Photo by Christopher Burke, courtesy Hauser & Wirth, © Louise Bourgeois Trust
“The Fabric Works” features more than seventy of Louise Bourgeois's fabric drawings as well as four large-scale sculptures (rest assured there's a signature Bourgeois giant mother spider for you to ponder). Made between 2002 and 2008 from clothes and other domestic effects collected by the artist over her decades long career, her fabric works are abstract in design yet intensely personal.

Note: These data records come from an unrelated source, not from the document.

//! Storage volume collector
//!
//! The reading is the concatenation of every filesystem UUID listed in
//! `/dev/disk/by-uuid`, sorted so enumeration order does not matter.

use std::fs;
use std::path::PathBuf;
use tracing::debug;

use super::ComponentCollector;
use crate::constants::paths::DISK_BY_UUID_DIR;
use crate::fingerprint::ComponentType;

/// Reads the set of volume UUIDs
#[derive(Debug, Clone)]
pub struct VolumeCollector {
    dir: PathBuf,
}

impl Default for VolumeCollector {
    fn default() -> Self {
        Self::new()
    }
}

impl VolumeCollector {
    pub fn new() -> Self {
        Self::with_dir(DISK_BY_UUID_DIR)
    }

    /// Collector listing `dir` instead of `/dev/disk/by-uuid`
    pub fn with_dir(dir: impl Into<PathBuf>) -> Self {
        Self { dir: dir.into() }
    }
}

impl ComponentCollector for VolumeCollector {
    fn component(&self) -> ComponentType {
        ComponentType::Hdd
    }

    fn fetch(&self) -> Vec<u8> {
        let entries = match fs::read_dir(&self.dir) {
            Ok(entries) => entries,
            Err(e) => {
                debug!(dir = ?self.dir, error = %e, "Cannot list volume UUIDs");
                return Vec::new();
            }
        };

        let mut names: Vec<String> = entries
            .flatten()
            .map(|e| e.file_name().to_string_lossy().into_owned())
            .collect();
        names.sort();

        names.concat().into_bytes()
    }
}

This posthumous exhibition provides an intimate look at many of Bourgeois's last creations. Said the artist of her sewn art, “I always had the fear of being separated and abandoned. The sewing is my attempt to keep things together and make things whole”. Perhaps not as immediately enthralling as that glorious retrospective at Tate Modern in 08, curator Germano Celant hones in on the endearing and enduring qualities that continue to confirm Bourgeois's position as one of the 20th century's most pioneering artists (and one of the early 21st's most famously prolific).
“The Fabric Works” marks the opening of contemporary art behemoth Hauser & Wirth's new space at 23 Savile Row. With 15,000 square feet of exhibition space, it's a dandy of a setting for viewing art and promises plenty of “larger exhibitions and more expansive installations” to come.